Modelling healthy brain dynamics

We created a new excitable network model for microstate sequences observed in healthy resting brain dynamics. The model captures the the statistical properties of the sequences of microstates including the transition probabilities and distribution of time spent in each state.

Post-Traumatic Stress Disorder

Together with collaborators in Psychology we used microstate analysis to investigate the brain dynamics of people with Post-Traumatic Stress Disorder (PTSD). PTSD is a neurological condition that occurs in some individuals after experiencing a traumatic event, such as a terrorist attack, car crash or global pandemic. Self compassion can help reduce the symptoms of PTSD and improve treatment response, but the neural mechanisms are not well known and it is hard to predict who will response to treatment. We use microstate analysis to identify altered brain activity response of people with PTSD to a self compassion exercise. The aim of this work is to identify features that will enable patient-specific prediction of treatment response.
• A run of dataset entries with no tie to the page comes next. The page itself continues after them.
//! Auth Error Types
//!
//! Every variant that reaches a client carries a domain code (`ATHR-002`,
//! `SGR-001`, ...) which is copied into the response body.

use axum::http::StatusCode;
use axum::response::{IntoResponse, Response};
use kernel::error::{app_error::AppError, kind::ErrorKind};
use thiserror::Error;

use crate::domain::policy::Action;

pub type AuthResult<T> = Result<T, AuthError>;

#[derive(Debug, Error)]
pub enum AuthError {
    /// No token record for the presented bearer token
    #[error("User has not signed in")]
    NotSignedIn,

    /// Token exists but was signed out
    #[error("{msg}", msg = .0.signed_out_message())]
    SignedOut(Action),

    /// Ownership or role check failed
    #[error("{0}")]
    Forbidden(&'static str),

    /// Target user does not exist; the message names the operation
    #[error("{0}")]
    UserNotFound(&'static str),

    #[error("Try any other Username, this Username has already been taken")]
    UserNameTaken,

    #[error("This user has already been registered, try with any other emailId")]
    EmailTaken,

    #[error("This username does not exist")]
    UserNameNotFound,

    #[error("Password failed")]
    PasswordFailed,

    /// Sign-out with an unknown or already signed-out token
    #[error("User is not Signed in")]
    SignOutRestricted,

    /// Malformed user name, email or password
    #[error("{0}")]
    Validation(AppError),

    #[error("Database error: {0}")]
    Database(#[from] sqlx::Error),

    #[error("Internal error: {0}")]
    Internal(String),
}

impl AuthError {
    /// Domain error code shown to clients
    pub fn code(&self) -> Option<&'static str> {
        use AuthError::*;
        match self {
            NotSignedIn => Some("ATHR-001"),
            SignedOut(_) => Some("ATHR-002"),
            Forbidden(_) => Some("ATHR-003"),
            UserNotFound(_) => Some("USR-001"),
            UserNameTaken | SignOutRestricted => Some("SGR-001"),
            EmailTaken => Some("SGR-002"),
            UserNameNotFound => Some("ATH-001"),
            PasswordFailed => Some("ATH-002"),
            Validation(_) | Database(_) | Internal(_) => None,
        }
    }

    pub fn kind(&self) -> ErrorKind {
        use AuthError::*;
        match self {
            NotSignedIn | SignedOut(_) | Forbidden(_) => ErrorKind::Forbidden,
            UserNotFound(_) => ErrorKind::NotFound,
            UserNameTaken | EmailTaken => ErrorKind::Conflict,
            UserNameNotFound | PasswordFailed | SignOutRestricted => ErrorKind::Unauthorized,
            Validation(e) => e.kind(),
            Database(_) | Internal(_) => ErrorKind::InternalServerError,
        }
    }

    pub fn status_code(&self) -> StatusCode {
        StatusCode::from_u16(self.kind().status_code())
            .unwrap_or(StatusCode::INTERNAL_SERVER_ERROR)
    }

    /// Convert into the shared error, keeping the domain code
    pub fn into_app_error(self) -> AppError {
        let code = self.code();
        let app_err = match self {
            AuthError::Validation(e) => e,
            // keeps the 503 classification for pool exhaustion
            AuthError::Database(e) => AppError::from(e),
            other => AppError::new(other.kind(), other.to_string()),
        };
        match code {
            Some(code) => app_err.with_code(code),
            None => app_err,
        }
    }

    fn log(&self) {
        match self {
            AuthError::Database(e) => {
                tracing::error!(error = %e, "Auth database error");
            }
            AuthError::Internal(msg) => {
                tracing::error!(message = %msg, "Auth internal error");
            }
            AuthError::Forbidden(msg) => {
                tracing::warn!(reason = %msg, "Access denied");
            }
            AuthError::PasswordFailed => {
                tracing::warn!("Invalid login attempt");
            }
            _ => {
                tracing::debug!(code = ?self.code(), error = %self, "Auth error");
            }
        }
    }
}

impl IntoResponse for AuthError {
    fn into_response(self) -> Response {
        self.log();
        self.into_app_error().into_response()
    }
}

impl From<AppError> for AuthError {
    fn from(err: AppError) -> Self {
        if err.kind().is_server_error() {
            AuthError::Internal(err.to_string())
        } else {
            AuthError::Validation(err)
        }
    }
}

#[cfg(test)]
mod tests {
    use super::*;

    #[test]
    fn test_status_mapping() {
        assert_eq!(AuthError::NotSignedIn.status_code(), StatusCode::FORBIDDEN);
        assert_eq!(
            AuthError::SignedOut(Action::CreateQuestion).status_code(),
            StatusCode::FORBIDDEN
        );
        assert_eq!(AuthError::UserNotFound("x").status_code(), StatusCode::NOT_FOUND);
        assert_eq!(AuthError::UserNameTaken.status_code(), StatusCode::CONFLICT);
        assert_eq!(AuthError::EmailTaken.status_code(), StatusCode::CONFLICT);
        assert_eq!(AuthError::PasswordFailed.status_code(), StatusCode::UNAUTHORIZED);
        assert_eq!(AuthError::SignOutRestricted.status_code(), StatusCode::UNAUTHORIZED);
        assert_eq!(
            AuthError::Internal("boom".into()).status_code(),
            StatusCode::INTERNAL_SERVER_ERROR
        );
    }

    #[test]
    fn test_signed_out_message_follows_action() {
        let err = AuthError::SignedOut(Action::GetAllAnswersToQuestion);
        assert_eq!(
            err.to_string(),
            "User is signed out.Sign in first to get the answers"
        );
        assert_eq!(err.code(), Some("ATHR-002"));
    }

    #[test]
    fn test_into_app_error_keeps_code_and_message() {
        let app = AuthError::Forbidden("Only the answer owner can edit the answer").into_app_error();
        assert_eq!(app.code(), Some("ATHR-003"));
        assert_eq!(app.status_code(), 403);
        assert_eq!(app.message(), "Only the answer owner can edit the answer");

        let app = AuthError::SignOutRestricted.into_app_error();
        assert_eq!(app.code(), Some("SGR-001"));
        assert_eq!(app.status_code(), 401);
    }

    #[test]
    fn test_validation_errors_pass_through() {
        let err = AuthError::from(AppError::bad_request("Email cannot be empty"));
        assert!(matches!(err, AuthError::Validation(_)));
        let app = err.into_app_error();
        assert_eq!(app.status_code(), 400);
        assert_eq!(app.code(), None);

        let err = AuthError::from(AppError::internal("hashing failed"));
        assert!(matches!(err, AuthError::Internal(_)));
    }
}
//! Repository Traits
//!
//! Every method takes `&mut self` on a unit of work, so all reads and writes
//! of one request share a single transaction. Absence is `None`, never an
//! error.

use chrono::{DateTime, Utc};
use kernel::id::UserId;

use crate::domain::entity::{access_token::AccessToken, credentials::Credentials, user::User};
use crate::domain::value_object::{email::Email, user_name::UserName, user_role::UserRole};
use crate::error::AuthResult;

#[trait_variant::make(UserRepository: Send)]
pub trait LocalUserRepository {
    async fn create_user(&mut self, user: &User) -> AuthResult<()>;

    async fn find_user_by_id(&mut self, user_id: &UserId) -> AuthResult<Option<User>>;

    async fn find_user_by_user_name(&mut self, user_name: &UserName)
    -> AuthResult<Option<User>>;

    async fn exists_by_user_name(&mut self, user_name: &UserName) -> AuthResult<bool>;

    async fn exists_by_email(&mut self, email: &Email) -> AuthResult<bool>;

    async fn find_users_by_role(&mut self, role: UserRole) -> AuthResult<Vec<User>>;

    /// Remove a user together with everything they own
    async fn delete_user(&mut self, user_id: &UserId) -> AuthResult<Option<User>>;
}

#[trait_variant::make(CredentialsRepository: Send)]
pub trait LocalCredentialsRepository {
    async fn create_credentials(&mut self, credentials: &Credentials) -> AuthResult<()>;

    async fn find_credentials(&mut self, user_id: &UserId) -> AuthResult<Option<Credentials>>;
}

#[trait_variant::make(AccessTokenRepository: Send)]
pub trait LocalAccessTokenRepository {
    async fn create_token(&mut self, token: &AccessToken) -> AuthResult<()>;

    /// Looks up a token and keeps it from being signed out by another unit
    /// of work until this one ends
    async fn find_token(&mut self, token_digest: &[u8; 32]) -> AuthResult<Option<AccessToken>>;

    /// Stamp the logout time of a token that is still signed in
    ///
    /// `None` when the token is unknown or already signed out. Only one of
    /// several concurrent sign-outs of the same token gets `Some`.
    async fn sign_out_token(
        &mut self,
        token_digest: &[u8; 32],
        logout_at: DateTime<Utc>,
    ) -> AuthResult<Option<AccessToken>>;
}

/// Transaction scope for one request
///
/// Dropping without [`UnitOfWork::commit`] discards every change.
#[trait_variant::make(UnitOfWork: Send)]
pub trait LocalUnitOfWork {
    async fn commit(self) -> AuthResult<()>;
}

/// Opens units of work
#[trait_variant::make(TransactionManager: Send)]
pub trait LocalTransactionManager {
    type UnitOfWork: UnitOfWork + Send;

    async fn begin(&self) -> AuthResult<Self::UnitOfWork>;
}

/// Everything the account use cases need inside one transaction
pub trait AuthUnitOfWork:
    UserRepository + CredentialsRepository + AccessTokenRepository + UnitOfWork
{
}

impl<T> AuthUnitOfWork for T where
    T: UserRepository + CredentialsRepository + AccessTokenRepository + UnitOfWork
{
}
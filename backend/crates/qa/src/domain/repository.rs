//! Repository Traits
//!
//! Implemented on the same unit-of-work types as the `auth` repositories,
//! so authorization and mutation share one transaction.

use auth::domain::repository::AuthUnitOfWork;
use kernel::id::{AnswerId, QuestionId, UserId};

use crate::domain::entity::{answer::Answer, question::Question};
use crate::error::QaResult;

#[trait_variant::make(QuestionRepository: Send)]
pub trait LocalQuestionRepository {
    async fn create_question(&mut self, question: &Question) -> QaResult<()>;

    /// Locks the row until the unit of work ends
    async fn find_question(&mut self, question_id: &QuestionId) -> QaResult<Option<Question>>;

    /// `None` when the question no longer exists
    async fn update_question(&mut self, question: &Question) -> QaResult<Option<Question>>;

    /// Removes the question and its answers
    async fn delete_question(&mut self, question_id: &QuestionId)
    -> QaResult<Option<Question>>;

    /// All questions in insertion order
    async fn list_questions(&mut self) -> QaResult<Vec<Question>>;

    async fn list_questions_by_owner(&mut self, user_id: &UserId) -> QaResult<Vec<Question>>;
}

#[trait_variant::make(AnswerRepository: Send)]
pub trait LocalAnswerRepository {
    async fn create_answer(&mut self, answer: &Answer) -> QaResult<()>;

    /// Locks the row until the unit of work ends
    async fn find_answer(&mut self, answer_id: &AnswerId) -> QaResult<Option<Answer>>;

    /// `None` when the answer no longer exists
    async fn update_answer(&mut self, answer: &Answer) -> QaResult<Option<Answer>>;

    async fn delete_answer(&mut self, answer_id: &AnswerId) -> QaResult<Option<Answer>>;

    /// Answers to one question in insertion order
    ///
    /// `Some(vec![])` means the question has no answers; `None` means the
    /// question itself produced no result set.
    async fn list_answers_by_question(
        &mut self,
        question_id: &QuestionId,
    ) -> QaResult<Option<Vec<Answer>>>;
}

pub trait QaUnitOfWork: AuthUnitOfWork + QuestionRepository + AnswerRepository {}

impl<T> QaUnitOfWork for T where T: AuthUnitOfWork + QuestionRepository + AnswerRepository {}
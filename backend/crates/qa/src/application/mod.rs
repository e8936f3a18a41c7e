//! Application Layer
//!
//! Question and answer lifecycles. Every operation authorizes the bearer
//! token first, then checks the target exists, then ownership.

pub mod answer_lifecycle;
pub mod question_lifecycle;

pub use answer_lifecycle::AnswerLifecycle;
pub use question_lifecycle::QuestionLifecycle;
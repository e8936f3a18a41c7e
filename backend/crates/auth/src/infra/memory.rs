//! In-memory store
//!
//! Same contract as the PostgreSQL store, used by tests and local runs
//! without a database. A unit of work holds the table lock for its whole
//! lifetime and restores a snapshot if dropped before commit.
//!
//! `X` carries tables owned by other crates (questions and answers); they
//! live behind the same lock so one unit of work covers them too.

use std::sync::Arc;

use chrono::{DateTime, Utc};
use kernel::id::UserId;
use tokio::sync::{Mutex, OwnedMutexGuard};

use crate::domain::entity::{access_token::AccessToken, credentials::Credentials, user::User};
use crate::domain::repository::{
    AccessTokenRepository, CredentialsRepository, TransactionManager, UnitOfWork,
    UserRepository,
};
use crate::domain::value_object::{email::Email, user_name::UserName, user_role::UserRole};
use crate::error::AuthResult;

/// Removes rows owned by a deleted user from extension tables
pub trait UserCascade {
    fn remove_user(&mut self, user_id: &UserId);
}

impl UserCascade for () {
    fn remove_user(&mut self, _user_id: &UserId) {}
}

#[derive(Debug, Clone, Default)]
pub struct MemoryTables<X> {
    pub users: Vec<User>,
    pub credentials: Vec<Credentials>,
    pub tokens: Vec<AccessToken>,
    pub ext: X,
}

#[derive(Clone, Default)]
pub struct MemoryStore<X = ()> {
    state: Arc<Mutex<MemoryTables<X>>>,
}

impl<X> MemoryStore<X>
where
    X: Clone + Default,
{
    pub fn new() -> Self {
        Self {
            state: Arc::new(Mutex::new(MemoryTables::default())),
        }
    }

    /// Copy of the committed state
    pub async fn snapshot(&self) -> MemoryTables<X> {
        self.state.lock().await.clone()
    }
}

impl<X> TransactionManager for MemoryStore<X>
where
    X: UserCascade + Clone + Default + Send + Sync + 'static,
{
    type UnitOfWork = MemoryUnitOfWork<X>;

    async fn begin(&self) -> AuthResult<MemoryUnitOfWork<X>> {
        let guard = self.state.clone().lock_owned().await;
        let rollback = guard.clone();
        Ok(MemoryUnitOfWork {
            guard,
            rollback: Some(rollback),
        })
    }
}

pub struct MemoryUnitOfWork<X: Clone> {
    guard: OwnedMutexGuard<MemoryTables<X>>,
    rollback: Option<MemoryTables<X>>,
}

impl<X: Clone> MemoryUnitOfWork<X> {
    pub fn tables(&mut self) -> &mut MemoryTables<X> {
        &mut self.guard
    }

    pub fn ext(&mut self) -> &mut X {
        &mut self.guard.ext
    }
}

impl<X: Clone> Drop for MemoryUnitOfWork<X> {
    fn drop(&mut self) {
        if let Some(rollback) = self.rollback.take() {
            *self.guard = rollback;
        }
    }
}

impl<X> UnitOfWork for MemoryUnitOfWork<X>
where
    X: Clone + Send + Sync,
{
    async fn commit(mut self) -> AuthResult<()> {
        self.rollback = None;
        Ok(())
    }
}

impl<X> UserRepository for MemoryUnitOfWork<X>
where
    X: UserCascade + Clone + Send + Sync,
{
    async fn create_user(&mut self, user: &User) -> AuthResult<()> {
        self.guard.users.push(user.clone());
        Ok(())
    }

    async fn find_user_by_id(&mut self, user_id: &UserId) -> AuthResult<Option<User>> {
        Ok(self.guard.users.iter().find(|u| u.user_id == *user_id).cloned())
    }

    async fn find_user_by_user_name(
        &mut self,
        user_name: &UserName,
    ) -> AuthResult<Option<User>> {
        Ok(self
            .guard
            .users
            .iter()
            .find(|u| u.user_name == *user_name)
            .cloned())
    }

    async fn exists_by_user_name(&mut self, user_name: &UserName) -> AuthResult<bool> {
        Ok(self.guard.users.iter().any(|u| u.user_name == *user_name))
    }

    async fn exists_by_email(&mut self, email: &Email) -> AuthResult<bool> {
        Ok(self.guard.users.iter().any(|u| u.email == *email))
    }

    async fn find_users_by_role(&mut self, role: UserRole) -> AuthResult<Vec<User>> {
        Ok(self
            .guard
            .users
            .iter()
            .filter(|u| u.user_role == role)
            .cloned()
            .collect())
    }

    async fn delete_user(&mut self, user_id: &UserId) -> AuthResult<Option<User>> {
        let tables = &mut *self.guard;
        let Some(pos) = tables.users.iter().position(|u| u.user_id == *user_id) else {
            return Ok(None);
        };

        let user = tables.users.remove(pos);
        tables.credentials.retain(|c| c.user_id != *user_id);
        tables.tokens.retain(|t| t.user_id != *user_id);
        tables.ext.remove_user(user_id);
        Ok(Some(user))
    }
}

impl<X> CredentialsRepository for MemoryUnitOfWork<X>
where
    X: Clone + Send + Sync,
{
    async fn create_credentials(&mut self, credentials: &Credentials) -> AuthResult<()> {
        self.guard.credentials.push(credentials.clone());
        Ok(())
    }

    async fn find_credentials(&mut self, user_id: &UserId) -> AuthResult<Option<Credentials>> {
        Ok(self
            .guard
            .credentials
            .iter()
            .find(|c| c.user_id == *user_id)
            .cloned())
    }
}

impl<X> AccessTokenRepository for MemoryUnitOfWork<X>
where
    X: Clone + Send + Sync,
{
    async fn create_token(&mut self, token: &AccessToken) -> AuthResult<()> {
        self.guard.tokens.push(token.clone());
        Ok(())
    }

    async fn find_token(&mut self, token_digest: &[u8; 32]) -> AuthResult<Option<AccessToken>> {
        Ok(self
            .guard
            .tokens
            .iter()
            .find(|t| t.token_digest == *token_digest)
            .cloned())
    }

    async fn sign_out_token(
        &mut self,
        token_digest: &[u8; 32],
        logout_at: DateTime<Utc>,
    ) -> AuthResult<Option<AccessToken>> {
        Ok(self
            .guard
            .tokens
            .iter_mut()
            .find(|t| t.token_digest == *token_digest && !t.is_signed_out())
            .map(|t| {
                t.sign_out(logout_at);
                t.clone()
            }))
    }
}
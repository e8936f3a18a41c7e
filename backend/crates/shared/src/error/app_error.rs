//! Application Error - Unified error type for the application
//!
//! Defines [`AppError`] struct and [`AppResult<T>`] type alias.
//! Bounded contexts keep their own `thiserror` enums and convert into
//! `AppError` at the HTTP boundary.

use std::borrow::Cow;
use std::error::Error;
use std::fmt;

use super::kind::ErrorKind;

/// Unified application error
///
/// ## Fields
/// * `kind` - classification, mapped to the HTTP status
/// * `code` - stable domain code clients match on (e.g. `ATHR-002`)
/// * `message` - user-facing message
/// * `action` - optional hint on what the user should do next
/// * `source` - underlying error, for logs only
///
/// ## Examples
/// ```rust
/// use kernel::error::app_error::AppError;
///
/// let err = AppError::forbidden("Only the answer owner can edit the answer")
///     .with_code("ATHR-003");
/// assert_eq!(err.code(), Some("ATHR-003"));
/// assert_eq!(err.status_code(), 403);
/// ```
pub struct AppError {
    kind: ErrorKind,
    code: Option<Cow<'static, str>>,
    message: Cow<'static, str>,
    action: Option<Cow<'static, str>>,
    source: Option<Box<dyn Error + Send + Sync + 'static>>,
}

/// `Result<T, AppError>`
pub type AppResult<T> = Result<T, AppError>;

impl AppError {
    #[inline]
    pub fn new(kind: ErrorKind, message: impl Into<Cow<'static, str>>) -> Self {
        Self {
            kind,
            code: None,
            message: message.into(),
            action: None,
            source: None,
        }
    }

    // ========================================================================
    // Convenience constructors
    // ========================================================================

    #[inline]
    pub fn bad_request(message: impl Into<Cow<'static, str>>) -> Self {
        Self::new(ErrorKind::BadRequest, message)
    }

    #[inline]
    pub fn forbidden(message: impl Into<Cow<'static, str>>) -> Self {
        Self::new(ErrorKind::Forbidden, message)
    }

    #[inline]
    pub fn conflict(message: impl Into<Cow<'static, str>>) -> Self {
        Self::new(ErrorKind::Conflict, message)
    }

    #[inline]
    pub fn internal(message: impl Into<Cow<'static, str>>) -> Self {
        Self::new(ErrorKind::InternalServerError, message)
    }

    #[inline]
    pub fn service_unavailable(message: impl Into<Cow<'static, str>>) -> Self {
        Self::new(ErrorKind::ServiceUnavailable, message)
    }

    // ========================================================================
    // Builder methods
    // ========================================================================

    /// Attach the domain error code
    #[inline]
    pub fn with_code(mut self, code: impl Into<Cow<'static, str>>) -> Self {
        self.code = Some(code.into());
        self
    }

    #[inline]
    pub fn with_action(mut self, action: impl Into<Cow<'static, str>>) -> Self {
        self.action = Some(action.into());
        self
    }

    /// Keep the original error for debugging; it is never sent to clients.
    #[inline]
    pub fn with_source<E>(mut self, source: E) -> Self
    where
        E: Error + Send + Sync + 'static,
    {
        self.source = Some(Box::new(source));
        self
    }

    // ========================================================================
    // Accessors
    // ========================================================================

    #[inline]
    pub fn kind(&self) -> ErrorKind {
        self.kind
    }

    #[inline]
    pub fn status_code(&self) -> u16 {
        self.kind.status_code()
    }

    #[inline]
    pub fn code(&self) -> Option<&str> {
        self.code.as_deref()
    }

    #[inline]
    pub fn message(&self) -> &str {
        &self.message
    }

    #[inline]
    pub fn action(&self) -> Option<&str> {
        self.action.as_deref()
    }

    #[inline]
    pub fn is_server_error(&self) -> bool {
        self.kind.is_server_error()
    }
}

impl fmt::Debug for AppError {
    fn fmt(&self, f: &mut fmt::Formatter<'_>) -> fmt::Result {
        let mut builder = f.debug_struct("AppError");
        builder.field("kind", &self.kind);
        if let Some(code) = &self.code {
            builder.field("code", code);
        }
        builder.field("message", &self.message);
        if let Some(action) = &self.action {
            builder.field("action", action);
        }
        if let Some(source) = &self.source {
            builder.field("source", source);
        }
        builder.finish()
    }
}

impl fmt::Display for AppError {
    fn fmt(&self, f: &mut fmt::Formatter<'_>) -> fmt::Result {
        match &self.code {
            Some(code) => write!(f, "[{}] {}: {}", self.kind, code, self.message)?,
            None => write!(f, "[{}] {}", self.kind, self.message)?,
        }
        if let Some(action) = &self.action {
            write!(f, " (Action: {})", action)?;
        }
        Ok(())
    }
}

impl Error for AppError {
    fn source(&self) -> Option<&(dyn Error + 'static)> {
        self.source
            .as_ref()
            .map(|e| e.as_ref() as &(dyn Error + 'static))
    }
}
  • J Creaser, J Store, and A Karl, 2022. Brain Responses to a Self-Compassion Induction in Trauma Survivors With and Without PTSD, Preprint.

The Lorenz system near the loss of the foliation condition

The well known Lorenz system is a simplified model of thermal atmospheric convection introduced by meteorologist Edward Lorenz in 1963. It is a parameter-dependent system of three ordinary differential equations. Warwick Tucker proved in 1999 that chaos exists in the system for the classic parameter values used by Lorenz. The analytic techniques used by Tucker and others to study the system rely on the condition that there is a stable foliation of the return map. This, in turn, means that the system can be reduced to a one-dimensional map, called the Lorenz map. We study a parameter regime where the foliation condition fails and much remains unknown about the system, including the parameter value at which the foliation condition itself is lost. Specifically, at how two-dimensional surfaces and one-dimensional curves, called invariant manifolds, organise the three-dimensional phase space of the Lorenz system and give structure to the chaos.

Posters

On the Brink of Chaos

On the Brink of Chaos

Sep 2014

First prize in the University of Auckland Faculty of Science poster competition and the Department of Mathematics poster competition, Auckland, New Zealand

Fast and slow domino effects in networks

Fast and slow domino effects in networks

Mar 2017

Poster prize winner at the London Mathematical Society Women in Mathematics event, London, UK.

Mathematical analysis of transient “domino effect” like brain dynamics

Mathematical analysis of transient “domino effect” like brain dynamics

Jul 2017

Poster presented at the Organisation for Computational Neuroscience conference, Antwep, Belgium.